Saved entries
________________________

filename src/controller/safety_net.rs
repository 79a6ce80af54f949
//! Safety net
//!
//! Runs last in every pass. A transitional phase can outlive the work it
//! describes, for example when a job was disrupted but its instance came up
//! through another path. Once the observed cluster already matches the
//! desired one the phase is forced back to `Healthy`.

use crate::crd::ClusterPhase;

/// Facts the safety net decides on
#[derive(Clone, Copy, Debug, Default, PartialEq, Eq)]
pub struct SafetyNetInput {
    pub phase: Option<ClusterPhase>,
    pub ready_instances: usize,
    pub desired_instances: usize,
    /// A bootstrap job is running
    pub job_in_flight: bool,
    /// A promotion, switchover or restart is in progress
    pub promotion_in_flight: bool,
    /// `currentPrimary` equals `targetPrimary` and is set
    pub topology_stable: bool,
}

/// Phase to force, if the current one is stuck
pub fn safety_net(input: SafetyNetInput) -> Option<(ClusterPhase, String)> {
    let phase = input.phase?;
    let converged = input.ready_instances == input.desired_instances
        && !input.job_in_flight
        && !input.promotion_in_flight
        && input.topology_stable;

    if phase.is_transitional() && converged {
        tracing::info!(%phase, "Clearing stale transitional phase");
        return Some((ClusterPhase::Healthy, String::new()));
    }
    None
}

________________________

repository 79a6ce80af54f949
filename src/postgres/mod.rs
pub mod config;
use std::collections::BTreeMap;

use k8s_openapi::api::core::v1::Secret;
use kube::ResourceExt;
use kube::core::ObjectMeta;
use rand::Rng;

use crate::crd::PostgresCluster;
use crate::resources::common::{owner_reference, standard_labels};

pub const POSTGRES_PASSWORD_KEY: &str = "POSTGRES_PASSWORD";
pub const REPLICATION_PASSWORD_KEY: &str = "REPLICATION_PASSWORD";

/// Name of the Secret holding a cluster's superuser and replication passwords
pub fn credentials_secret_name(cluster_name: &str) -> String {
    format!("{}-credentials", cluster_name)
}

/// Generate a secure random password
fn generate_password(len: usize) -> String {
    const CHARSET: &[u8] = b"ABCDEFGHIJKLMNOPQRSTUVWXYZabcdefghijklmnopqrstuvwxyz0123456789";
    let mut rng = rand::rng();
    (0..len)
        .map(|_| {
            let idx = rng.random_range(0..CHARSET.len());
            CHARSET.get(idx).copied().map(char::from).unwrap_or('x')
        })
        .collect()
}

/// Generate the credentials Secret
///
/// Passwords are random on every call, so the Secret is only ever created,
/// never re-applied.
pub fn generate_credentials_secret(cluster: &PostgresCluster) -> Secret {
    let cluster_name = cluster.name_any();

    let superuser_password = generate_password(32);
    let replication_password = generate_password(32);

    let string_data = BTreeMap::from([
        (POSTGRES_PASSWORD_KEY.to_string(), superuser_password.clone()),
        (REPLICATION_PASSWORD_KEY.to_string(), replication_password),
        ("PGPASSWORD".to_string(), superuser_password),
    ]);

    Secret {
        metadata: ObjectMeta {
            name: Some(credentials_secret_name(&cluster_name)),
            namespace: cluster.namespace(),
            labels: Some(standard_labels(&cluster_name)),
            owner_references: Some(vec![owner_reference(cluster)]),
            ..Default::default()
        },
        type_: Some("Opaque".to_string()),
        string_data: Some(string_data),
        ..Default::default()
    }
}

________________________

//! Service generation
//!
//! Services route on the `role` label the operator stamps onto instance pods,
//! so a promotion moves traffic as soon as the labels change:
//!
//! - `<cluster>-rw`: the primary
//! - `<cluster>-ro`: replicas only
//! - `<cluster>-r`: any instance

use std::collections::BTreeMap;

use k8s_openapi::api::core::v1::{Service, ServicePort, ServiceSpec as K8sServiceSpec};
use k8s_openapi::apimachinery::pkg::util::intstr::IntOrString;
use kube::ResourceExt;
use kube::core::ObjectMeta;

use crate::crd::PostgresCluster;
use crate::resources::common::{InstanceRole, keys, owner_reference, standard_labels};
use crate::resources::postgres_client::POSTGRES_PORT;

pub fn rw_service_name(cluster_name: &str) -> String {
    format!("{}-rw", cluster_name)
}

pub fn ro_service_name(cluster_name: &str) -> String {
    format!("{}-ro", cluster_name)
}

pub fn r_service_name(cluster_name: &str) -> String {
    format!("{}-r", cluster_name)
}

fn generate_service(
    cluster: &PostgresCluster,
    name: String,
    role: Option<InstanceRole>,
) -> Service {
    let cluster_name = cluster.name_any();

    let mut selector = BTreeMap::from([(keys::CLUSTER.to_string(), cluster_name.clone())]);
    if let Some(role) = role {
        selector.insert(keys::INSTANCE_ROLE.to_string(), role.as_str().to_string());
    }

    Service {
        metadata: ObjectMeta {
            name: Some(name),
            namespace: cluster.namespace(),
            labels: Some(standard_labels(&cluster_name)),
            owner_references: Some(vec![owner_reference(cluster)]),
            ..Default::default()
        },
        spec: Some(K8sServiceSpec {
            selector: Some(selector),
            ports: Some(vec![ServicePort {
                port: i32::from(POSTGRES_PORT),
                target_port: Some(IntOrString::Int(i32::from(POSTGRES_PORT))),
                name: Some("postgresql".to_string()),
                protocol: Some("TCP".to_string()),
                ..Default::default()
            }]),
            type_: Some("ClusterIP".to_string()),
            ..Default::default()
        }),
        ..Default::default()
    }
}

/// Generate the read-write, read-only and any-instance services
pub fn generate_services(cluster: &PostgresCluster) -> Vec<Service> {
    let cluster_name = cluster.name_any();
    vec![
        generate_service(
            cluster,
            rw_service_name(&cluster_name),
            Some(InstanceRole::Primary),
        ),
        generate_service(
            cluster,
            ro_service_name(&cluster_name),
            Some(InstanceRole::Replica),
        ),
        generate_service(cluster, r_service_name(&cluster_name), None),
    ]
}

________________________

◆ TASK OBJECTIVE ◆
Please say how many lines in the records contain the word "crate", and give only that number.

◆ SOLUTION FOR THIS EXERCISE ◆
6